Ethylene trimerization with mixed-donor ligand (N,P,S) chromium complexes: Effect of ligand structure on activity and selectivity

Methylaluminoxane (MAO)-activated chromium(III) complexes of tridentate PNP and SNS ligands of the form (R(2)PCH(2)CH(2))(2)NR' (R = alkyl, aryl; R' = H, Me, benzyl) and (RSCH(2)-CH(2))(2)NH (R = alkyl) have been prepared and tested for the trimerization of ethylene to 1-hexene. The effect of P or S donor substitution, nitrogen substitution, and chelate ring size has been examined.

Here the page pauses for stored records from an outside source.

use config::{Config, ConfigError, Environment, File};
use rust_decimal::Decimal;
use rust_decimal_macros::dec;
use serde::Deserialize;

#[derive(Debug, Deserialize, Clone)]
pub struct Settings {
    pub server: ServerConfig,
    pub database: DatabaseConfig,
    pub auth: AuthConfig,
    #[serde(default)]
    pub billing: BillingConfig,
    #[serde(default)]
    pub phonepe: PhonePeConfig,
    #[serde(default)]
    pub notifications: NotificationConfig,
}

#[derive(Debug, Deserialize, Clone)]
pub struct ServerConfig {
    pub host: String,
    pub port: u16,
    pub base_url: String,
}

#[derive(Debug, Deserialize, Clone)]
pub struct DatabaseConfig {
    pub url: String,
    pub max_connections: u32,
}

#[derive(Debug, Deserialize, Clone)]
pub struct AuthConfig {
    pub session_duration_hours: i64,
}

#[derive(Debug, Deserialize, Clone)]
pub struct BillingConfig {
    /// One-time admission fee charged when a payer is onboarded.
    pub admission_fee: Decimal,
    /// Monthly rate given to a new payer's subscription.
    pub default_monthly_rate: Decimal,
    /// Days an unpaid monthly invoice may stay overdue before the
    /// membership stops counting as active.
    pub grace_days: i64,
    #[serde(default)]
    pub auto_run: bool,
    pub auto_run_interval_hours: u64,
}

impl Default for BillingConfig {
    fn default() -> Self {
        Self {
            admission_fee: dec!(2000.00),
            default_monthly_rate: dec!(750.00),
            grace_days: 30,
            auto_run: false,
            auto_run_interval_hours: 24,
        }
    }
}

#[derive(Debug, Deserialize, Clone, Default)]
pub struct PhonePeConfig {
    #[serde(default)]
    pub enabled: bool,
    pub merchant_id: Option<String>,
    pub salt_key: Option<String>,
    pub salt_index: Option<String>,
    pub base_url: Option<String>,
    pub callback_url: Option<String>,
    pub redirect_url: Option<String>,
    #[serde(default = "default_gateway_timeout")]
    pub timeout_secs: u64,
}

fn default_gateway_timeout() -> u64 {
    10
}

#[derive(Debug, Deserialize, Clone, Default)]
pub struct NotificationConfig {
    pub whatsapp: Option<WhatsAppConfig>,
}

#[derive(Debug, Deserialize, Clone)]
pub struct WhatsAppConfig {
    pub enabled: bool,
    pub account_sid: String,
    pub auth_token: String,
    pub from_number: String,
    #[serde(default = "default_twilio_api_base")]
    pub api_base: String,
}

fn default_twilio_api_base() -> String {
    "https://api.twilio.com".to_string()
}

impl Settings {
    pub fn new() -> Result<Self, ConfigError> {
        let config = Config::builder()
            // Start with default values
            .set_default("server.host", "127.0.0.1")?
            .set_default("server.port", 8080)?
            .set_default("server.base_url", "http://localhost:8080")?
            .set_default("database.url", "sqlite://clubledger.db?mode=rwc")?
            .set_default("database.max_connections", 10)?
            .set_default("auth.session_duration_hours", 24)?
            .set_default("billing.admission_fee", "2000.00")?
            .set_default("billing.default_monthly_rate", "750.00")?
            .set_default("billing.grace_days", 30)?
            .set_default("billing.auto_run", false)?
            .set_default("billing.auto_run_interval_hours", 24)?
            .set_default("phonepe.enabled", false)?

            // Add config file if it exists
            .add_source(File::with_name("config/default").required(false))
            .add_source(File::with_name("config/local").required(false))

            // Add environment variables (with CLUBLEDGER__ prefix, double underscore separates levels)
            .add_source(Environment::with_prefix("CLUBLEDGER").separator("__"))

            .build()?;

        config.try_deserialize()
    }
}

impl Default for Settings {
    fn default() -> Self {
        Self {
            server: ServerConfig {
                host: "127.0.0.1".to_string(),
                port: 8080,
                base_url: "http://localhost:8080".to_string(),
            },
            database: DatabaseConfig {
                url: "sqlite://clubledger.db?mode=rwc".to_string(),
                max_connections: 10,
            },
            auth: AuthConfig {
                session_duration_hours: 24,
            },
            billing: BillingConfig::default(),
            phonepe: PhonePeConfig {
                timeout_secs: default_gateway_timeout(),
                ..Default::default()
            },
            notifications: NotificationConfig { whatsapp: None },
        }
    }
}
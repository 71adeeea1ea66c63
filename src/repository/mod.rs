use async_trait::async_trait;
use uuid::Uuid;
use crate::domain::*;
use crate::error::Result;

pub mod payer_repository;
pub mod transaction_repository;
pub mod tournament_repository;
pub mod inventory_repository;

pub use payer_repository::SqlitePayerRepository;
pub use transaction_repository::SqliteTransactionRepository;
pub use tournament_repository::SqliteTournamentRepository;
pub use inventory_repository::SqliteInventoryRepository;

// Read paths and single-statement writes live behind these traits. Writes
// that must commit together with a ledger entry are associated functions
// on the Sqlite* types taking the caller's `&mut SqliteConnection`.

#[async_trait]
pub trait PayerRepository: Send + Sync {
    async fn find_by_id(&self, id: Uuid) -> Result<Option<Payer>>;
    async fn find_by_phone(&self, phone_number: &str) -> Result<Option<Payer>>;
    async fn list(&self, limit: i64, offset: i64) -> Result<Vec<Payer>>;
    async fn update(&self, id: Uuid, update: UpdatePayerRequest) -> Result<Payer>;
    async fn membership(&self, payer_id: Uuid) -> Result<Option<Membership>>;
    async fn subscription(&self, payer_id: Uuid) -> Result<Option<Subscription>>;
    async fn password_hash(&self, phone_number: &str) -> Result<Option<String>>;
}

#[async_trait]
pub trait TransactionRepository: Send + Sync {
    async fn find_by_id(&self, id: i64) -> Result<Option<Transaction>>;
    async fn list_by_payer(&self, payer_id: Uuid) -> Result<Vec<Transaction>>;
    async fn list(&self, limit: i64, offset: i64) -> Result<Vec<Transaction>>;
}

#[async_trait]
pub trait TournamentRepository: Send + Sync {
    async fn create(&self, request: CreateTournamentRequest) -> Result<Tournament>;
    async fn find_by_id(&self, id: Uuid) -> Result<Option<Tournament>>;
    async fn list(&self) -> Result<Vec<Tournament>>;
    async fn participants(&self, tournament_id: Uuid) -> Result<Vec<Participation>>;
}

#[async_trait]
pub trait InventoryRepository: Send + Sync {
    async fn create_item(&self, request: CreateItemRequest) -> Result<InventoryItem>;
    async fn find_item(&self, id: Uuid) -> Result<Option<InventoryItem>>;
    async fn list_items(&self) -> Result<Vec<InventoryItem>>;
    async fn sales_for_payer(&self, payer_id: Uuid) -> Result<Vec<Sale>>;
}

/// Decimal amounts are stored as TEXT at currency scale.
pub(crate) fn amount_to_text(amount: &rust_decimal::Decimal) -> String {
    let mut scaled = amount.round_dp(2);
    scaled.rescale(2);
    scaled.to_string()
}

pub(crate) fn parse_amount(s: &str) -> Result<rust_decimal::Decimal> {
    s.parse::<rust_decimal::Decimal>()
        .map_err(|e| crate::error::AppError::Database(format!("Invalid amount {:?}: {}", s, e)))
}

pub(crate) fn parse_uuid(s: &str) -> Result<Uuid> {
    Uuid::parse_str(s).map_err(|e| crate::error::AppError::Database(e.to_string()))
}
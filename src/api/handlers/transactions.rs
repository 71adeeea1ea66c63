use axum::{
    extract::{Extension, Path, State},
    http::StatusCode,
    Json,
};
use chrono::NaiveDate;
use rust_decimal::Decimal;
use serde::Deserialize;
use uuid::Uuid;

use crate::{
    api::{middleware::auth::CurrentUser, state::AppState},
    domain::{self, NewTransaction, Transaction, TransactionCategory, TransactionUpdate},
    error::{AppError, Result},
};

pub async fn list_mine(
    State(state): State<AppState>,
    Extension(user): Extension<CurrentUser>,
) -> Result<Json<Vec<Transaction>>> {
    let transactions = state.service_context.transaction_repo
        .list_by_payer(user.payer.id)
        .await?;

    Ok(Json(transactions))
}

pub async fn get(
    State(state): State<AppState>,
    Extension(user): Extension<CurrentUser>,
    Path(id): Path<i64>,
) -> Result<Json<Transaction>> {
    let transaction = state.service_context.transaction_repo
        .find_by_id(id)
        .await?
        .ok_or_else(|| AppError::NotFound("Transaction not found".to_string()))?;

    if transaction.payer_id != user.payer.id && !user.payer.is_admin {
        return Err(AppError::Forbidden);
    }

    Ok(Json(transaction))
}

#[derive(Debug, Deserialize)]
pub struct CreateTransactionRequest {
    pub payer_id: Uuid,
    pub category: TransactionCategory,
    pub amount: Decimal,
    pub due_date: NaiveDate,
    #[serde(default)]
    pub paid: bool,
    pub payment_date: Option<NaiveDate>,
}

/// Manual ledger entry, e.g. a fee taken in cash at the ground.
pub async fn create(
    State(state): State<AppState>,
    Json(request): Json<CreateTransactionRequest>,
) -> Result<(StatusCode, Json<Transaction>)> {
    let ctx = &state.service_context;

    if ctx.payer_repo.find_by_id(request.payer_id).await?.is_none() {
        return Err(AppError::NotFound("Payer not found".to_string()));
    }

    let payment_date = match (request.paid, request.payment_date) {
        (true, date) => Some(date.unwrap_or_else(domain::today)),
        (false, None) => None,
        (false, Some(_)) => {
            return Err(AppError::BadRequest(
                "payment_date can only be set on a paid transaction".to_string(),
            ));
        }
    };

    let mut tx = ctx.ledger.begin().await?;
    let transaction = tx
        .insert_transaction(NewTransaction {
            payer_id: request.payer_id,
            category: request.category,
            amount: request.amount,
            due_date: request.due_date,
            payment_date,
        })
        .await?;
    tx.commit().await?;

    Ok((StatusCode::CREATED, Json(transaction)))
}

pub async fn update(
    State(state): State<AppState>,
    Path(id): Path<i64>,
    Json(update): Json<TransactionUpdate>,
) -> Result<Json<Transaction>> {
    let mut tx = state.service_context.ledger.begin().await?;
    let transaction = tx.update_transaction(id, update).await?;
    tx.commit().await?;

    Ok(Json(transaction))
}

Sterically compact and basic P or S groups lead to the highest activities and selectivities, while a secondary amine central donor is crucial for high activity, raising the possibility that deprotonation of this group occurs during catalyst formation. Expanding the chelate ring size by introduction of a propyl spacer on one side of the SNS ligand gives EtSC(3)H(6)N(H)C(2)H(4)SEt, which leads to a trimerization catalyst with lower activity. The scope of S-donor-based ligands for ethylene trimerization was further studied by preparing and testing PSP and SPS tridentates of Cr(III). These complexes give rise to active oligomerization systems that give product distributions characteristic of both linear chain growth and selective trimerization.